#### Materials provided ####

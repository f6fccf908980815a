//! Expiration Alert Scheduling
//!
//! Turns each inventory item's expiration date, plus the user's configured
//! warning offsets (e.g. 1/3/7 days before), into a set of point-in-time
//! alerts registered with the platform's notification facility. Planning is
//! pure date arithmetic over the current inventory; the facility itself sits
//! behind the [`NotificationScheduler`] trait.
//!
//! A refresh cancels every previously scheduled expiration alert and
//! re-schedules from scratch, so no stale alert survives a deleted item or a
//! changed date.

use async_trait::async_trait;
use chrono::{DateTime, Duration, NaiveTime, Utc};
use serde::{Deserialize, Serialize};
use tracing::debug;

use crate::errors::Result;
use crate::model::InventoryItem;

/// Prefix for every alert identifier this module owns. Refresh cancels by
/// this prefix, which is what guarantees stale alerts are swept.
pub const ALERT_ID_PREFIX: &str = "expiry-";

const SECS_PER_DAY: i64 = 86_400;

/// User-configured alerting knobs.
#[derive(Debug, Clone, Serialize, Deserialize)]
pub struct AlertConfig {
    /// How many days before expiration to warn, e.g. `[1, 3, 7]`.
    pub warning_offsets_days: Vec<i64>,
    /// Clock time (UTC) at which future-dated alerts fire.
    pub reminder_time: NaiveTime,
}

impl Default for AlertConfig {
    fn default() -> Self {
        Self {
            warning_offsets_days: vec![1, 3],
            reminder_time: NaiveTime::from_hms_opt(9, 0, 0).expect("valid constant time"),
        }
    }
}

/// What a scheduled alert is about.
#[derive(Debug, Clone, Copy, PartialEq, Eq, Serialize, Deserialize)]
#[serde(rename_all = "snake_case")]
pub enum AlertKind {
    /// Item expires in `days_before` days.
    Warning { days_before: i64 },
    /// Item expires today.
    ExpiresToday,
}

/// A single planned alert. The identifier encodes the item id and offset so
/// the same alert can be cancelled on the next refresh.
#[derive(Debug, Clone, PartialEq, Serialize, Deserialize)]
pub struct ExpirationAlert {
    pub id: String,
    pub item_id: String,
    pub item_name: String,
    pub kind: AlertKind,
    pub fire_at: DateTime<Utc>,
}

impl ExpirationAlert {
    fn warning(item: &InventoryItem, days_before: i64, fire_at: DateTime<Utc>) -> Self {
        Self {
            id: format!("{}{}-warn{}", ALERT_ID_PREFIX, item.id, days_before),
            item_id: item.id.clone(),
            item_name: item.name.clone(),
            kind: AlertKind::Warning { days_before },
            fire_at,
        }
    }

    fn expires_today(item: &InventoryItem, fire_at: DateTime<Utc>) -> Self {
        Self {
            id: format!("{}{}-day", ALERT_ID_PREFIX, item.id),
            item_id: item.id.clone(),
            item_name: item.name.clone(),
            kind: AlertKind::ExpiresToday,
            fire_at,
        }
    }
}

/// Platform alert facility: fire-and-forget registration keyed by
/// identifier.
#[async_trait]
pub trait NotificationScheduler: Send + Sync {
    async fn schedule_at(&self, alert: &ExpirationAlert) -> Result<()>;
    async fn cancel(&self, id: &str) -> Result<()>;
    async fn list_scheduled(&self) -> Result<Vec<String>>;
}

/// Days until expiration, rounded up: an item expiring later today counts as
/// 0 days out, tomorrow as 1.
pub fn days_until_expiration(expires_on: chrono::NaiveDate, now: DateTime<Utc>) -> i64 {
    let expiry_midnight = expires_on
        .and_hms_opt(0, 0, 0)
        .expect("midnight always exists")
        .and_utc();
    let secs = (expiry_midnight - now).num_seconds();
    secs.div_euclid(SECS_PER_DAY) + i64::from(secs.rem_euclid(SECS_PER_DAY) > 0)
}

/// Plan the full alert set for the given inventory. Pure: no side effects,
/// deterministic for a fixed `now`.
pub fn plan_alerts(
    items: &[InventoryItem],
    config: &AlertConfig,
    now: DateTime<Utc>,
) -> Vec<ExpirationAlert> {
    let mut alerts = Vec::new();

    for item in items {
        let Some(expires_on) = item.expires_on else {
            continue;
        };
        let days_until = days_until_expiration(expires_on, now);

        for &offset in &config.warning_offsets_days {
            if days_until == offset {
                // Same-day catch-up: the warning window opens today, so fire
                // immediately instead of at the configured clock time.
                alerts.push(ExpirationAlert::warning(item, offset, now));
            } else if days_until > offset {
                let fire_at = (expires_on - Duration::days(offset))
                    .and_time(config.reminder_time)
                    .and_utc();
                if fire_at > now {
                    alerts.push(ExpirationAlert::warning(item, offset, fire_at));
                }
            }
        }

        if days_until >= 0 {
            let fire_at = expires_on.and_time(config.reminder_time).and_utc();
            if fire_at > now {
                alerts.push(ExpirationAlert::expires_today(item, fire_at));
            }
        }
    }

    alerts
}

/// Cancel every expiration alert currently registered, then schedule the
/// freshly planned set. Run whenever the inventory changes or on explicit
/// refresh. Returns the number of alerts scheduled.
pub async fn refresh(
    scheduler: &dyn NotificationScheduler,
    items: &[InventoryItem],
    config: &AlertConfig,
    now: DateTime<Utc>,
) -> Result<usize> {
    for id in scheduler.list_scheduled().await? {
        if id.starts_with(ALERT_ID_PREFIX) {
            scheduler.cancel(&id).await?;
        }
    }

    let alerts = plan_alerts(items, config, now);
    for alert in &alerts {
        scheduler.schedule_at(alert).await?;
    }
    debug!(count = alerts.len(), "expiration alerts scheduled");
    Ok(alerts.len())
}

####

**Your objective**
Output each line of the records above exactly.

**Written reply**
repository f6fccf908980815a
//! Expiration Alert Scheduling
//!
//! Turns each inventory item's expiration date, plus the user's configured
//! warning offsets (e.g. 1/3/7 days before), into a set of point-in-time
//! alerts registered with the platform's notification facility. Planning is
//! pure date arithmetic over the current inventory; the facility itself sits
//! behind the [`NotificationScheduler`] trait.
//!
//! A refresh cancels every previously scheduled expiration alert and
//! re-schedules from scratch, so no stale alert survives a deleted item or a
//! changed date.

use async_trait::async_trait;
use chrono::{DateTime, Duration, NaiveTime, Utc};
use serde::{Deserialize, Serialize};
use tracing::debug;

use crate::errors::Result;
use crate::model::InventoryItem;

/// Prefix for every alert identifier this module owns. Refresh cancels by
/// this prefix, which is what guarantees stale alerts are swept.
pub const ALERT_ID_PREFIX: &str = "expiry-";

const SECS_PER_DAY: i64 = 86_400;

/// User-configured alerting knobs.
#[derive(Debug, Clone, Serialize, Deserialize)]
pub struct AlertConfig {
    /// How many days before expiration to warn, e.g. `[1, 3, 7]`.
    pub warning_offsets_days: Vec<i64>,
    /// Clock time (UTC) at which future-dated alerts fire.
    pub reminder_time: NaiveTime,
}

impl Default for AlertConfig {
    fn default() -> Self {
        Self {
            warning_offsets_days: vec![1, 3],
            reminder_time: NaiveTime::from_hms_opt(9, 0, 0).expect("valid constant time"),
        }
    }
}

/// What a scheduled alert is about.
#[derive(Debug, Clone, Copy, PartialEq, Eq, Serialize, Deserialize)]
#[serde(rename_all = "snake_case")]
pub enum AlertKind {
    /// Item expires in `days_before` days.
    Warning { days_before: i64 },
    /// Item expires today.
    ExpiresToday,
}

/// A single planned alert. The identifier encodes the item id and offset so
/// the same alert can be cancelled on the next refresh.
#[derive(Debug, Clone, PartialEq, Serialize, Deserialize)]
pub struct ExpirationAlert {
    pub id: String,
    pub item_id: String,
    pub item_name: String,
    pub kind: AlertKind,
    pub fire_at: DateTime<Utc>,
}

impl ExpirationAlert {
    fn warning(item: &InventoryItem, days_before: i64, fire_at: DateTime<Utc>) -> Self {
        Self {
            id: format!("{}{}-warn{}", ALERT_ID_PREFIX, item.id, days_before),
            item_id: item.id.clone(),
            item_name: item.name.clone(),
            kind: AlertKind::Warning { days_before },
            fire_at,
        }
    }

    fn expires_today(item: &InventoryItem, fire_at: DateTime<Utc>) -> Self {
        Self {
            id: format!("{}{}-day", ALERT_ID_PREFIX, item.id),
            item_id: item.id.clone(),
            item_name: item.name.clone(),
            kind: AlertKind::ExpiresToday,
            fire_at,
        }
    }
}

/// Platform alert facility: fire-and-forget registration keyed by
/// identifier.
#[async_trait]
pub trait NotificationScheduler: Send + Sync {
    async fn schedule_at(&self, alert: &ExpirationAlert) -> Result<()>;
    async fn cancel(&self, id: &str) -> Result<()>;
    async fn list_scheduled(&self) -> Result<Vec<String>>;
}

/// Days until expiration, rounded up: an item expiring later today counts as
/// 0 days out, tomorrow as 1.
pub fn days_until_expiration(expires_on: chrono::NaiveDate, now: DateTime<Utc>) -> i64 {
    let expiry_midnight = expires_on
        .and_hms_opt(0, 0, 0)
        .expect("midnight always exists")
        .and_utc();
    let secs = (expiry_midnight - now).num_seconds();
    secs.div_euclid(SECS_PER_DAY) + i64::from(secs.rem_euclid(SECS_PER_DAY) > 0)
}

/// Plan the full alert set for the given inventory. Pure: no side effects,
/// deterministic for a fixed `now`.
pub fn plan_alerts(
    items: &[InventoryItem],
    config: &AlertConfig,
    now: DateTime<Utc>,
) -> Vec<ExpirationAlert> {
    let mut alerts = Vec::new();

    for item in items {
        let Some(expires_on) = item.expires_on else {
            continue;
        };
        let days_until = days_until_expiration(expires_on, now);

        for &offset in &config.warning_offsets_days {
            if days_until == offset {
                // Same-day catch-up: the warning window opens today, so fire
                // immediately instead of at the configured clock time.
                alerts.push(ExpirationAlert::warning(item, offset, now));
            } else if days_until > offset {
                let fire_at = (expires_on - Duration::days(offset))
                    .and_time(config.reminder_time)
                    .and_utc();
                if fire_at > now {
                    alerts.push(ExpirationAlert::warning(item, offset, fire_at));
                }
            }
        }

        if days_until >= 0 {
            let fire_at = expires_on.and_time(config.reminder_time).and_utc();
            if fire_at > now {
                alerts.push(ExpirationAlert::expires_today(item, fire_at));
            }
        }
    }

    alerts
}

/// Cancel every expiration alert currently registered, then schedule the
/// freshly planned set. Run whenever the inventory changes or on explicit
/// refresh. Returns the number of alerts scheduled.
pub async fn refresh(
    scheduler: &dyn NotificationScheduler,
    items: &[InventoryItem],
    config: &AlertConfig,
    now: DateTime<Utc>,
) -> Result<usize> {
    for id in scheduler.list_scheduled().await? {
        if id.starts_with(ALERT_ID_PREFIX) {
            scheduler.cancel(&id).await?;
        }
    }

    let alerts = plan_alerts(items, config, now);
    for alert in &alerts {
        scheduler.schedule_at(alert).await?;
    }
    debug!(count = alerts.len(), "expiration alerts scheduled");
    Ok(alerts.len())
}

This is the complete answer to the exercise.